With film, that was all you could do. However, digital photography gives us another option - by shooting a number of pictures at a range of exposures, and then combining them in the processing software, you can get an image with a much larger dynamic range. The techy term for that is "HDR", for "High Dynamic Range".

This sort of image is perfect for that kind of manipulation. So, I tried taking five pictures at one f-stop intervals - two stops underexposed, one stop under, "normal" exposure, one stop overexposed and two stops over - and then used Photoshop's "Merge to HDR" function to merge them all into one HDR. There are lots of different adjustments and presets in the function - my favorites were the basic HDR, "Saturated", "Surrealistic Artistic" and "Monochrome".

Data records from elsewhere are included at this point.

// File: crates/chart-core/src/element.rs
// Summary: Host lifecycle for the chart: extract on connect, render once layout width is known.

use std::sync::Arc;

use crate::chart::{Chart, RenderPlan};
use crate::diagnostics::Diagnostics;
use crate::error::PlanError;
use crate::record::{extract, AttributeBag, Record};

/// What to do when the host reports a width after the first render.
#[derive(Clone, Copy, Debug, Default, PartialEq, Eq)]
pub enum ResizePolicy {
    /// Render on the first layout only; later widths are recorded but ignored.
    #[default]
    Once,
    /// Re-render whenever the measured width changes.
    EveryLayout,
}

/// One mounted chart. Owns its records and the last plan it produced.
pub struct ChartElement {
    records: Vec<Record>,
    text: Option<String>,
    chart: Chart,
    policy: ResizePolicy,
    width: Option<f64>,
    plan: Option<RenderPlan>,
}

impl ChartElement {
    /// Markup tag the element is registered under.
    pub const TAG: &'static str = "tc-multiple-bar-chart";

    /// Attach to a container: read the container's `text` attribute, extract
    /// records from `children`, and hand them to `diagnostics` when present.
    pub fn connect<C, I>(container: &C, children: I, diagnostics: Option<Arc<dyn Diagnostics>>) -> Self
    where
        C: AttributeBag + ?Sized,
        I: IntoIterator,
        I::Item: AttributeBag,
    {
        let records = extract(children);
        if let Some(d) = diagnostics.as_deref() {
            d.trace(Self::TAG, &records);
        }
        Self::from_records(records, container.attribute("text").map(str::to_string))
    }

    /// Mount with records that were already extracted (e.g. component props).
    pub fn from_records(records: Vec<Record>, text: Option<String>) -> Self {
        Self { records, text, chart: Chart::new(), policy: ResizePolicy::default(), width: None, plan: None }
    }

    pub fn with_policy(mut self, policy: ResizePolicy) -> Self {
        self.policy = policy;
        self
    }

    pub fn with_chart(mut self, chart: Chart) -> Self {
        self.chart = chart;
        self
    }

    /// Report the host's measured width. Returns the new plan when this call
    /// rendered, `None` when the policy skipped it.
    pub fn on_layout(&mut self, width: f64) -> Result<Option<&RenderPlan>, PlanError> {
        let previous = self.width.replace(width);
        let due = match (self.policy, &self.plan) {
            (_, None) => true,
            (ResizePolicy::Once, Some(_)) => false,
            (ResizePolicy::EveryLayout, Some(_)) => previous != Some(width),
        };
        if !due {
            log::trace!("{}: layout width {width} ignored", Self::TAG);
            return Ok(None);
        }
        let plan = self.chart.plan(&self.records, width)?;
        let plan = self.plan.insert(plan);
        Ok(Some(&*plan))
    }

    pub fn records(&self) -> &[Record] { &self.records }

    /// The container's `text` attribute; kept but not drawn.
    pub fn text(&self) -> Option<&str> { self.text.as_deref() }

    pub fn plan(&self) -> Option<&RenderPlan> { self.plan.as_ref() }

    /// Last width the host reported.
    pub fn measured_width(&self) -> Option<f64> { self.width }

    pub fn policy(&self) -> ResizePolicy { self.policy }
}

This is the basic HDR image:
snow_HDR2.jpg


Saturated (emphasizes color):
snow_HDR8.jpg


Surrealistic Artistic (high contrast and exaggerated color):
snow-surrr_HDR4.jpg


Monochrome:
snow-bw_HDR6.jpg


It's not something I'd do every day or to every image, but HDR can give you some interesting results.
 
Beautiful pictures, Mike! I really need to get around to getting photoshop. The trouble is I can't decide if I want just photoshop or one of the packages (all at student prices, of course)
The snow was beautiful today! We went to the Corning museum of glass for my roommate's birthday and I had to focus on driving and not on how much I wanted to take pictures of everything we were driving past (almost as bad as how easily I get distracted by hawks while I'm driving)
 
I would LOVE to play around with HDR but I just have PSE9 which doesn't have HDR capabilities. I'm sure there are plenty of photo merge applications on the web but none with the ease CS5 or something around there would offer! I'm a student so maybe I should look in to getting CS5.
 
Randi wrote:

I just have PSE9 which doesn't have HDR capabilities
It does, in a way, but it's called "Photomerge Exposure". That doesn't give you quite the control that full PhotoShop "Merge to HDR" has, but it's a good first step. Use the "Smart Blending" sliders to adjust the effects. You can play with the other controls once you've done that, and get the same results (or very close, anyway).

I'm a student so maybe I should look in to getting CS5.
It's well worth it, if you're serious about digital imaging - I don't know what Adobe's pricing is these days, but at one point the student price for PhotoShop was only $50 or so more than the usual price for Elements.
 
Hmm... I will have to look in to Photomerge Exposure and see if I can figure that out!

It looks like CS5 is $190.00 for the student edition and LR3 is $79.99. I just retouch here and there, no heavy editing (I'm not a pro just a hobbyist... mostly just animal photos), so maybe LR3 would be enough for me.
 
I've been recently playing around with HDR myself! It's something new I learned about. It's so fun! I can't wait to play with it more this summer.

I got the CS5 package. The web design one. (student prices of course!)

I am learning about all the programs and now that I know most of them I really like them!